Despite the recent wet, cold and stormy weather, signs of Spring are becoming more apparent with each passing day. We are seeing lighter mornings and evenings, as the Yang energy (light) of Springtime increases relative to the Yin (dark) of Winter. Snowdrops, crocuses, budding trees and early daffodils can be seen in abundance. These are just some of the manifestations of the active, rising Yang energy of Spring, amidst the still, cold, Yin Winter. The YinYang symbol perfectly illustrates the nature and inter-dependence of Yin and Yang. Yin energy- dark, cold, contracting, fixed -contains within it the light, warm, expansive and moving energy of Yang, and vice versa. Yin and Yang are mutually supportive and constantly transforming into one other.

Assessment of the balance of Yin and Yang energies in the body forms the basis of Chinese Medical diagnosis and treatment. A useful analogy is that of an oil lamp. To function well, both the Yin- Oil and Yang-Flame, need to be balanced. Too much oil will dampen the flame, but an over-abundant flame will soon deplete the oil supply.
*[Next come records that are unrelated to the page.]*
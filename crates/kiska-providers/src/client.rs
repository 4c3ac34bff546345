//! Resolver client: history, timeout and error normalization around a resolver.

use std::collections::VecDeque;
use std::sync::{Arc, Mutex};
use std::time::Duration;

use tracing::{debug, warn};

use kiska_core::config::ResolverConfig;

use crate::{HistoryMessage, ReplyResolver, ResolveError};

const DEFAULT_MAX_HISTORY: usize = 20;
const DEFAULT_TIMEOUT: Duration = Duration::from_secs(30);

pub struct ResolverClient {
    resolver: Arc<dyn ReplyResolver>,
    history: Mutex<VecDeque<HistoryMessage>>,
    max_history: usize,
    timeout: Duration,
}

impl ResolverClient {
    pub fn new(resolver: Arc<dyn ReplyResolver>) -> Self {
        Self {
            resolver,
            history: Mutex::new(VecDeque::new()),
            max_history: DEFAULT_MAX_HISTORY,
            timeout: DEFAULT_TIMEOUT,
        }
    }

    pub fn from_config(resolver: Arc<dyn ReplyResolver>, config: &ResolverConfig) -> Self {
        Self::new(resolver)
            .with_max_history(config.max_history)
            .with_timeout(Duration::from_millis(config.timeout_ms))
    }

    pub fn with_max_history(mut self, max_history: usize) -> Self {
        self.max_history = max_history;
        self
    }

    pub fn with_timeout(mut self, timeout: Duration) -> Self {
        self.timeout = timeout;
        self
    }

    pub fn resolver_id(&self) -> &str {
        self.resolver.id()
    }

    /// Resolve a reply for `text`.
    ///
    /// On success both the input and the reply join the history. Failures,
    /// blank replies and timeouts all come back as [`ResolveError`].
    pub async fn resolve(&self, text: &str) -> Result<String, ResolveError> {
        let history = self.history();
        let resolver = self.resolver.id().to_string();
        debug!(resolver = %resolver, context = history.len(), "Resolving reply");

        let reply = match tokio::time::timeout(self.timeout, self.resolver.resolve(text, &history)).await {
            Err(_) => {
                warn!(resolver = %resolver, timeout = ?self.timeout, "Resolver timed out");
                return Err(ResolveError::Timeout {
                    resolver,
                    after: self.timeout,
                });
            }
            Ok(Err(e)) => {
                warn!(resolver = %resolver, error = %e, "Resolver failed");
                return Err(ResolveError::Failed {
                    resolver,
                    message: e.to_string(),
                });
            }
            Ok(Ok(reply)) => reply,
        };

        let reply = reply.trim().to_string();
        if reply.is_empty() {
            return Err(ResolveError::EmptyReply(resolver));
        }

        self.remember(HistoryMessage::user(text));
        self.remember(HistoryMessage::assistant(reply.clone()));
        Ok(reply)
    }

    /// Context currently kept, oldest first.
    pub fn history(&self) -> Vec<HistoryMessage> {
        self.lock_history().iter().cloned().collect()
    }

    pub fn clear_history(&self) {
        self.lock_history().clear();
    }

    fn remember(&self, message: HistoryMessage) {
        let mut history = self.lock_history();
        history.push_back(message);
        while history.len() > self.max_history {
            history.pop_front();
        }
    }

    fn lock_history(&self) -> std::sync::MutexGuard<'_, VecDeque<HistoryMessage>> {
        self.history.lock().unwrap_or_else(|e| e.into_inner())
    }
}

#[cfg(test)]
mod tests {
    use super::*;
    use async_trait::async_trait;
    use kiska_core::transcript::Origin;

    struct Echo;

    #[async_trait]
    impl ReplyResolver for Echo {
        fn id(&self) -> &str {
            "echo"
        }

        async fn resolve(&self, text: &str, history: &[HistoryMessage]) -> anyhow::Result<String> {
            match text {
                "fail" => anyhow::bail!("upstream 500"),
                "blank" => Ok("   ".into()),
                "slow" => {
                    tokio::time::sleep(Duration::from_secs(5)).await;
                    Ok("late".into())
                }
                _ => Ok(format!("{text} ({} before)", history.len())),
            }
        }
    }

    #[tokio::test]
    async fn test_success_records_history() {
        let client = ResolverClient::new(Arc::new(Echo));
        assert_eq!(client.resolve("one").await.unwrap(), "one (0 before)");
        assert_eq!(client.resolve("two").await.unwrap(), "two (2 before)");

        let history = client.history();
        assert_eq!(history.len(), 4);
        assert_eq!(history[0], HistoryMessage::user("one"));
        assert_eq!(history[3].origin, Origin::Assistant);
    }

    #[tokio::test]
    async fn test_history_is_bounded() {
        let client = ResolverClient::new(Arc::new(Echo)).with_max_history(3);
        for text in ["a", "b", "c"] {
            client.resolve(text).await.unwrap();
        }
        let history = client.history();
        assert_eq!(history.len(), 3);
        assert_eq!(history[0], HistoryMessage::assistant("b (2 before)"));

        client.clear_history();
        assert!(client.history().is_empty());
    }

    #[tokio::test]
    async fn test_failures_are_normalized() {
        let client = ResolverClient::new(Arc::new(Echo)).with_timeout(Duration::from_millis(20));

        assert!(matches!(
            client.resolve("fail").await,
            Err(ResolveError::Failed { ref message, .. }) if message == "upstream 500"
        ));
        assert!(matches!(client.resolve("blank").await, Err(ResolveError::EmptyReply(_))));
        assert!(matches!(client.resolve("slow").await, Err(ResolveError::Timeout { .. })));
        assert!(client.history().is_empty());
    }
}
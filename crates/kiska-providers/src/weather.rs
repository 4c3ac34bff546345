//! OpenWeatherMap current conditions for the weather indicator.

use serde::{Deserialize, Serialize};
use tracing::{debug, warn};

use kiska_core::config::WeatherConfig;

const OPENWEATHER_BASE_URL: &str = "https://api.openweathermap.org/data/2.5";

/// What the weather indicator shows. Fields are display-ready strings so the
/// "unavailable" placeholder fits the same shape.
#[derive(Debug, Clone, PartialEq, Eq, Serialize, Deserialize)]
pub struct WeatherReport {
    pub temperature: String,
    pub condition: String,
    pub location: String,
    pub icon: String,
    pub humidity: String,
    pub wind_speed: String,
    pub feels_like: String,
}

impl WeatherReport {
    /// Placeholder shown when conditions cannot be fetched.
    pub fn unavailable() -> Self {
        Self {
            temperature: "--".into(),
            condition: "Unknown".into(),
            location: "Unknown".into(),
            icon: "01d".into(),
            humidity: "--".into(),
            wind_speed: "--".into(),
            feels_like: "--".into(),
        }
    }

    pub fn icon_url(&self) -> String {
        format!("https://openweathermap.org/img/wn/{}@2x.png", self.icon)
    }
}

#[derive(Debug, Deserialize)]
struct CurrentWeather {
    name: String,
    main: MainBlock,
    weather: Vec<ConditionBlock>,
    wind: WindBlock,
}

#[derive(Debug, Deserialize)]
struct MainBlock {
    temp: f64,
    feels_like: f64,
    humidity: u32,
}

#[derive(Debug, Deserialize)]
struct ConditionBlock {
    main: String,
    icon: String,
}

#[derive(Debug, Deserialize)]
struct WindBlock {
    speed: f64,
}

impl From<CurrentWeather> for WeatherReport {
    fn from(w: CurrentWeather) -> Self {
        let (condition, icon) = w
            .weather
            .into_iter()
            .next()
            .map(|c| (c.main, c.icon))
            .unwrap_or_else(|| ("Unknown".into(), "01d".into()));
        Self {
            temperature: format!("{}", w.main.temp.round() as i64),
            condition,
            location: w.name,
            icon,
            humidity: w.main.humidity.to_string(),
            wind_speed: w.wind.speed.to_string(),
            feels_like: format!("{}", w.main.feels_like.round() as i64),
        }
    }
}

pub struct WeatherClient {
    config: WeatherConfig,
    base_url: String,
    client: reqwest::Client,
}

impl WeatherClient {
    pub fn new(config: WeatherConfig) -> Self {
        Self {
            config,
            base_url: OPENWEATHER_BASE_URL.to_string(),
            client: reqwest::Client::new(),
        }
    }

    pub fn with_base_url(mut self, base_url: &str) -> Self {
        self.base_url = base_url.trim_end_matches('/').to_string();
        self
    }

    /// Fetch conditions for `location` (or the configured default).
    pub async fn current(&self, location: Option<&str>) -> anyhow::Result<WeatherReport> {
        let api_key = self
            .config
            .resolve_api_key()
            .ok_or_else(|| anyhow::anyhow!("No weather API key configured"))?;
        let location = location.unwrap_or(&self.config.location);
        debug!(location, units = %self.config.units, "Fetching weather");

        let resp = self
            .client
            .get(format!("{}/weather", self.base_url))
            .query(&[
                ("q", location),
                ("units", self.config.units.as_str()),
                ("appid", api_key.as_str()),
            ])
            .send()
            .await?;
        if !resp.status().is_success() {
            let status = resp.status();
            let body = resp.text().await.unwrap_or_default();
            anyhow::bail!("Weather API error {status}: {body}");
        }

        let current: CurrentWeather = resp.json().await?;
        Ok(current.into())
    }

    /// Like [`Self::current`], but any failure yields [`WeatherReport::unavailable`].
    pub async fn current_or_placeholder(&self, location: Option<&str>) -> WeatherReport {
        match self.current(location).await {
            Ok(report) => report,
            Err(e) => {
                warn!(error = %e, "Weather fetch failed");
                WeatherReport::unavailable()
            }
        }
    }
}

#[cfg(test)]
mod tests {
    use super::*;

    #[test]
    fn test_parse_current_weather() {
        let body = r#"{
            "name": "London",
            "main": { "temp": 61.7, "feels_like": 60.2, "humidity": 72 },
            "weather": [{ "main": "Clouds", "icon": "04d" }],
            "wind": { "speed": 9.2 }
        }"#;
        let report: WeatherReport = serde_json::from_str::<CurrentWeather>(body).unwrap().into();
        assert_eq!(report.temperature, "62");
        assert_eq!(report.feels_like, "60");
        assert_eq!(report.condition, "Clouds");
        assert_eq!(report.humidity, "72");
        assert_eq!(report.wind_speed, "9.2");
        assert!(report.icon_url().ends_with("/04d@2x.png"));
    }

    #[tokio::test]
    async fn test_missing_key_falls_back_to_placeholder() {
        let client = WeatherClient::new(WeatherConfig::default());
        assert!(client.current(None).await.is_err());
        assert_eq!(client.current_or_placeholder(None).await, WeatherReport::unavailable());
    }
}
Our physical, mental and emotional functioning in health and disease, can be interpreted in terms of a complex interplay of Yin and Yang. For simplicity's sake, we can view Yang as activity and Yin as rest or substance. As our body's energy is interconnected with the seasonal changes in our environment, it is natural for us to become more active as we are driven by the Yang energy of Springtime. However, as with all the seasonal transitions, we need to take extra care of our health at this time to avoid becoming injured or unwell. Common problems seen in the acupuncture and herb clinic in Spring, as Yang begins to rise, are migraines, menstrual problems and musculoskeletal pain and dysfunction. If we have neglected to nourish our Yin reserves in Winter, we may begin to feel the effects in the early days of Spring. Self-care measures focus on nourishing Yin so that Yang is well-rooted and thus unlikely to cause problems. Good nutrition, rest, sleep, gentle yoga and meditation will build the Yin resources and help prevent illness and burnout. Vegetable soups and stews, kidney and black beans, walnuts and black sesame, fish and seaweeds are all excellent Yin tonics. Yin nourishing grains include barley, rice and wheat. For further information and inspiration, see 'Recipes for Self-healing' by Daverick Leggett.

Springtime outdoor activities such as gardening and hiking should be approached gently, and with adequate warm up, to avoid injury. A simple Qigong practice in the mornings will bring surprising benefits. In addition, this is an excellent time to receive acupuncture and herbal treatment to help support the body through the seasonal transition.